Мы решили, что нам не следует торопиться, но у нас это не получилось.
Мы отправились в номер Яна, находившийся чуть дальше по коридору от моего, и не спали всю ночь. Я провела большую часть вечера, пытаясь объяснить Яну, почему он никак не может быть увлечен мною, а он провел столько же времени, доказывая мне, что я не права. Очень убедительно.
Утром, во время завтрака, мы все встретились на шведском столе. Китти, мои родители, Ян и я. И мы нашли свободный столик, за которым все разместились. Никто из нас не казался слишком бодрым, но Китти выглядела хуже всех нас.
– Думаю, нам нужно будет показать тебя доктору, – сказала мама, потрогав рукой лоб Кит. – Ты похожа на восковую фигуру из музея мадам Тюссо.
Китти отбросила ее руку:
– Я в порядке.
– Неправда, – объявила моя мама. – Ты бледна и покрыта потом. – Потом внимательно посмотрела на нее. – Я совершено уверена, что в Бельгии тоже есть врачи.
– Мне не нужен врач.
Мама обратилась ко мне за помощью:
– Урезонь ее.
– Ты выглядишь – как бы это сказать помягче? – сама не своя. Почему бы тебе просто не…
Но Китти перебила меня:
– Я в порядке! Я в порядке! Мне не нужен врач.
Но я упорно продолжала:
– …повидаться с каким-нибудь врачом? На всякий случай?
А папа добавил:
– Нам предстоит так долго лететь домой, и последнее, что тебе нужно…
И тут вмешалась мама:
– Это может быть эбола, это может быть острый приступ аппендицита, это может быть кишечная палочка…
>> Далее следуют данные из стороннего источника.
// src/core/commands/cache/command.rs

//! The main dispatcher for all `CACHE.*` subcommands.

use crate::core::commands::command_spec::CommandSpec;
use crate::core::commands::command_trait::{
    CommandFlags, ExecutableCommand, ParseCommand, WriteOutcome,
};
use crate::core::commands::helpers::extract_string;
use crate::core::protocol::RespFrame;
use crate::core::storage::db::ExecutionContext;
use crate::core::{RespValue, SpinelDBError};
use async_trait::async_trait;
use bytes::Bytes;

// Import the concrete implementations for each subcommand.
use super::cache_bypass::CacheBypass;
use super::cache_fetch::CacheFetch;
use super::cache_get::CacheGet;
use super::cache_info::CacheInfo;
use super::cache_lock::CacheLock;
use super::cache_policy::CachePolicyCmd;
use super::cache_proxy::CacheProxy;
use super::cache_purge::CachePurge;
use super::cache_purgetag::CachePurgeTag;
use super::cache_set::CacheSet;
use super::cache_stats::CacheStats;

/// Enum to hold all possible parsed `CACHE` subcommands.
#[derive(Debug, Clone)]
pub enum CacheSubcommand {
    Set(CacheSet),
    Get(CacheGet),
    PurgeTag(CachePurgeTag),
    Fetch(CacheFetch),
    Stats(CacheStats),
    Proxy(CacheProxy),
    Policy(CachePolicyCmd),
    Purge(CachePurge),
    Lock(CacheLock),
    Unlock(CacheLock),
    Bypass(CacheBypass),
    Info(CacheInfo),
}

/// The main `Cache` command struct that holds a specific subcommand.
/// This acts as the top-level entry point for `CACHE.*` commands.
#[derive(Debug, Clone)]
pub struct Cache {
    pub subcommand: CacheSubcommand,
}

impl Default for Cache {
    /// Provides a default variant. Required for the `get_all_command_specs` function.
    fn default() -> Self {
        Self {
            subcommand: CacheSubcommand::Get(CacheGet::default()),
        }
    }
}

impl ParseCommand for Cache {
    /// Parses the initial RESP frame array to determine which `CACHE` subcommand to use.
    fn parse(args: &[RespFrame]) -> Result<Self, SpinelDBError> {
        if args.is_empty() {
            return Err(SpinelDBError::WrongArgumentCount("CACHE".to_string()));
        }

        let sub_str = extract_string(&args[0])?.to_ascii_lowercase();
        let command_args = &args[1..];

        // Delegate parsing to the specific subcommand's implementation.
        let subcommand = match sub_str.as_str() {
            "set" => CacheSubcommand::Set(CacheSet::parse(command_args)?),
            "get" => CacheSubcommand::Get(CacheGet::parse(command_args)?),
            "purgetag" => CacheSubcommand::PurgeTag(CachePurgeTag::parse(command_args)?),
            "fetch" => CacheSubcommand::Fetch(CacheFetch::parse(command_args)?),
            "stats" => CacheSubcommand::Stats(CacheStats::parse(command_args)?),
            "proxy" => CacheSubcommand::Proxy(CacheProxy::parse(command_args)?),
            "policy" => CacheSubcommand::Policy(CachePolicyCmd::parse(command_args)?),
            "purge" => CacheSubcommand::Purge(CachePurge::parse(command_args)?),
            "lock" => CacheSubcommand::Lock(CacheLock::parse(&[
                RespFrame::BulkString(sub_str.into()),
                command_args[0].clone(),
                command_args[1].clone(),
            ])?),
            "unlock" => CacheSubcommand::Unlock(CacheLock::parse(&[
                RespFrame::BulkString(sub_str.into()),
                command_args[0].clone(),
            ])?),
            "bypass" => CacheSubcommand::Bypass(CacheBypass::parse(command_args)?),
            "info" => CacheSubcommand::Info(CacheInfo::parse(command_args)?),
            _ => return Err(SpinelDBError::UnknownCommand(format!("CACHE {sub_str}"))),
        };

        Ok(Cache { subcommand })
    }
}

#[async_trait]
impl ExecutableCommand for Cache {
    /// Dispatches execution to the specific subcommand's implementation.
    async fn execute<'a>(
        &self,
        ctx: &mut ExecutionContext<'a>,
    ) -> Result<(RespValue, WriteOutcome), SpinelDBError> {
        match &self.subcommand {
            CacheSubcommand::Set(cmd) => cmd.execute(ctx).await,
            CacheSubcommand::Get(cmd) => cmd.execute(ctx).await,
            CacheSubcommand::PurgeTag(cmd) => cmd.execute(ctx).await,
            CacheSubcommand::Fetch(cmd) => cmd.execute(ctx).await,
            CacheSubcommand::Stats(cmd) => cmd.execute(ctx).await,
            CacheSubcommand::Proxy(cmd) => cmd.execute(ctx).await,
            CacheSubcommand::Policy(cmd) => cmd.execute(ctx).await,
            CacheSubcommand::Purge(cmd) => cmd.execute(ctx).await,
            CacheSubcommand::Lock(cmd) => cmd.execute(ctx).await,
            CacheSubcommand::Unlock(cmd) => cmd.execute(ctx).await,
            CacheSubcommand::Bypass(cmd) => cmd.execute(ctx).await,
            CacheSubcommand::Info(cmd) => cmd.execute(ctx).await,
        }
    }
}

// Implement CommandSpec for the main `Cache` dispatcher
impl CommandSpec for Cache {
    fn name(&self) -> &'static str {
        "cache"
    }

    fn arity(&self) -> i64 {
        -2
    }

    fn flags(&self) -> CommandFlags {
        match &self.subcommand {
            CacheSubcommand::Set(cmd) => cmd.flags(),
            CacheSubcommand::Get(cmd) => cmd.flags(),
            CacheSubcommand::PurgeTag(cmd) => cmd.flags(),
            CacheSubcommand::Fetch(cmd) => cmd.flags(),
            CacheSubcommand::Stats(cmd) => cmd.flags(),
            CacheSubcommand::Proxy(cmd) => cmd.flags(),
            CacheSubcommand::Policy(cmd) => cmd.flags(),
            CacheSubcommand::Purge(cmd) => cmd.flags(),
            CacheSubcommand::Lock(cmd) => cmd.flags(),
            CacheSubcommand::Unlock(cmd) => cmd.flags(),
            CacheSubcommand::Bypass(cmd) => cmd.flags(),
            CacheSubcommand::Info(cmd) => cmd.flags(),
        }
    }

    fn first_key(&self) -> i64 {
        match &self.subcommand {
            CacheSubcommand::Set(_)
            | CacheSubcommand::Get(_)
            | CacheSubcommand::Fetch(_)
            | CacheSubcommand::Proxy(_)
            | CacheSubcommand::Bypass(_)
            | CacheSubcommand::Info(_) => 2,
            CacheSubcommand::Lock(cmd) | CacheSubcommand::Unlock(cmd) => cmd.first_key(),
            CacheSubcommand::PurgeTag(_)
            | CacheSubcommand::Stats(_)
            | CacheSubcommand::Policy(_)
            | CacheSubcommand::Purge(_) => 0,
        }
    }

    fn last_key(&self) -> i64 {
        match &self.subcommand {
            CacheSubcommand::Set(_)
            | CacheSubcommand::Get(_)
            | CacheSubcommand::Fetch(_)
            | CacheSubcommand::Proxy(_)
            | CacheSubcommand::Bypass(_)
            | CacheSubcommand::Info(_) => 2,
            CacheSubcommand::Lock(cmd) | CacheSubcommand::Unlock(cmd) => cmd.last_key(),
            _ => 0,
        }
    }

    fn step(&self) -> i64 {
        match &self.subcommand {
            CacheSubcommand::Set(_)
            | CacheSubcommand::Get(_)
            | CacheSubcommand::Fetch(_)
            | CacheSubcommand::Proxy(_)
            | CacheSubcommand::Bypass(_)
            | CacheSubcommand::Info(_) => 1,
            CacheSubcommand::Lock(cmd) | CacheSubcommand::Unlock(cmd) => cmd.step(),
            _ => 0,
        }
    }

    fn get_keys(&self) -> Vec<Bytes> {
        match &self.subcommand {
            CacheSubcommand::Set(cmd) => cmd.get_keys(),
            CacheSubcommand::Get(cmd) => cmd.get_keys(),
            CacheSubcommand::PurgeTag(cmd) => cmd.get_keys(),
            CacheSubcommand::Fetch(cmd) => cmd.get_keys(),
            CacheSubcommand::Stats(cmd) => cmd.get_keys(),
            CacheSubcommand::Proxy(cmd) => cmd.get_keys(),
            CacheSubcommand::Policy(cmd) => cmd.get_keys(),
            CacheSubcommand::Purge(cmd) => cmd.get_keys(),
            CacheSubcommand::Lock(cmd) => cmd.get_keys(),
            CacheSubcommand::Unlock(cmd) => cmd.get_keys(),
            CacheSubcommand::Bypass(cmd) => cmd.get_keys(),
            CacheSubcommand::Info(cmd) => cmd.get_keys(),
        }
    }

    fn to_resp_args(&self) -> Vec<Bytes> {
        match &self.subcommand {
            CacheSubcommand::Set(cmd) => {
                let mut args = vec![Bytes::from_static(b"SET")];
                args.extend(cmd.to_resp_args());
                args
            }
            CacheSubcommand::Get(cmd) => {
                let mut args = vec![Bytes::from_static(b"GET")];
                args.extend(cmd.to_resp_args());
                args
            }
            CacheSubcommand::PurgeTag(cmd) => {
                let mut args = vec![Bytes::from_static(b"PURGETAG")];
                args.extend(cmd.to_resp_args());
                args
            }
            CacheSubcommand::Fetch(cmd) => {
                let mut args = vec![Bytes::from_static(b"FETCH")];
                args.extend(cmd.to_resp_args());
                args
            }
            CacheSubcommand::Stats(cmd) => {
                let mut args = vec![Bytes::from_static(b"STATS")];
                args.extend(cmd.to_resp_args());
                args
            }
            CacheSubcommand::Proxy(cmd) => {
                let mut args = vec![Bytes::from_static(b"PROXY")];
                args.extend(cmd.to_resp_args());
                args
            }
            CacheSubcommand::Policy(cmd) => {
                let mut args = vec![Bytes::from_static(b"POLICY")];
                args.extend(cmd.to_resp_args());
                args
            }
            CacheSubcommand::Purge(cmd) => {
                let mut args = vec![Bytes::from_static(b"PURGE")];
                args.extend(cmd.to_resp_args());
                args
            }
            CacheSubcommand::Lock(cmd) => {
                let mut args = vec![Bytes::from_static(b"LOCK")];
                args.extend(cmd.to_resp_args());
                args
            }
            CacheSubcommand::Unlock(cmd) => {
                let mut args = vec![Bytes::from_static(b"UNLOCK")];
                args.extend(cmd.to_resp_args());
                args
            }
            CacheSubcommand::Bypass(cmd) => {
                let mut args = vec![Bytes::from_static(b"BYPASS")];
                args.extend(cmd.to_resp_args());
                args
            }
            CacheSubcommand::Info(cmd) => {
                let mut args = vec![Bytes::from_static(b"INFO")];
                args.extend(cmd.to_resp_args());
                args
            }
        }
    }
}
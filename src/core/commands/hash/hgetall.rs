// src/core/commands/hash/hgetall.rs
use crate::core::commands::command_spec::CommandSpec;
use crate::core::commands::command_trait::{
    CommandFlags, ExecutableCommand, ParseCommand, WriteOutcome,
};
use crate::core::commands::helpers::{extract_bytes, validate_arg_count};
use crate::core::protocol::RespFrame;
use crate::core::storage::data_types::DataValue;
use crate::core::storage::db::ExecutionContext;
use crate::core::{RespValue, SpinelDBError};
use async_trait::async_trait;
use bytes::Bytes;

#[derive(Debug, Clone, Default)]
pub struct HGetAll {
    pub key: Bytes,
}
impl ParseCommand for HGetAll {
    fn parse(args: &[RespFrame]) -> Result<Self, SpinelDBError> {
        validate_arg_count(args, 1, "HGETALL")?;
        Ok(HGetAll {
            key: extract_bytes(&args[0])?,
        })
    }
}
#[async_trait]
impl ExecutableCommand for HGetAll {
    async fn execute<'a>(
        &self,
        ctx: &mut ExecutionContext<'a>,
    ) -> Result<(RespValue, WriteOutcome), SpinelDBError> {
        let (_, shard_cache_guard) = ctx.get_single_shard_context_mut()?;

        let resp = if let Some(entry) = shard_cache_guard.get_mut(&self.key) {
            if entry.is_expired() {
                shard_cache_guard.pop(&self.key);
                RespValue::Array(vec![])
            } else if let DataValue::Hash(hash) = &entry.data {
                let mut response = Vec::with_capacity(hash.len() * 2);
                for (field, value) in hash {
                    response.push(RespValue::BulkString(field.clone()));
                    response.push(RespValue::BulkString(value.clone()));
                }
                RespValue::Array(response)
            } else {
                return Err(SpinelDBError::WrongType);
            }
        } else {
            RespValue::Array(vec![])
        };
        Ok((resp, WriteOutcome::DidNotWrite))
    }
}
impl CommandSpec for HGetAll {
    fn name(&self) -> &'static str {
        "hgetall"
    }
    fn arity(&self) -> i64 {
        2
    }
    fn flags(&self) -> CommandFlags {
        CommandFlags::READONLY | CommandFlags::MOVABLEKEYS
    }
    fn first_key(&self) -> i64 {
        1
    }
    fn last_key(&self) -> i64 {
        1
    }
    fn step(&self) -> i64 {
        1
    }
    fn get_keys(&self) -> Vec<Bytes> {
        vec![self.key.clone()]
    }
    fn to_resp_args(&self) -> Vec<Bytes> {
        vec![self.key.clone()]
    }
}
Мы говорили все разом, перебивая друг друга, и являли собой самую нелепую группу иностранцев в этом уютном кафе нашего отеля, пока, наконец, Китти, возможно, желая положить конец этому безумию, не закричала:
– Я не больна! Я просто беременна!
Мы все притихли.
– Я сделала тест сегодня утром. На самом деле, целых три теста.
– Кто он? – после долгой паузы произнесла я сценическим шепотом. – Толстяк Бенджамен? Или Усы?
– Лично я за Толстяка Бенджамена, – сказа мама совершенно спокойно.
– Я тоже, – поддержал ее папа, поднимая руку. И мы с Яном тоже подняли руки.
– Единогласно! – объявила я.
Китти посмотрела на нас так, словно мы были ее наихудшими врагами.
Потом сказала:
– Бенджамен, о’кей? А сейчас меня стошнит.
Вот такова наша история. За десять лет, прошедших после катастрофы, у нас в жизни, как это обычно бывает, произошли разные изменения.
Мои родители снова сошлись. Мой папа не был человеком, способным затаить обиду или долго злиться. Как он однажды объяснил мне, отвечая на мой вопрос:
– Твоя мама никогда не была идеальной. И все равно я всегда любил ее.
Я не знаю, что стала бы делать, окажись я на его месте. Но думаю, что его устраивало вернуться в семью и уладить эту ситуацию. Оставить жену было не в его характере. Он был человеком, который придерживался принципа «в горе и в радости».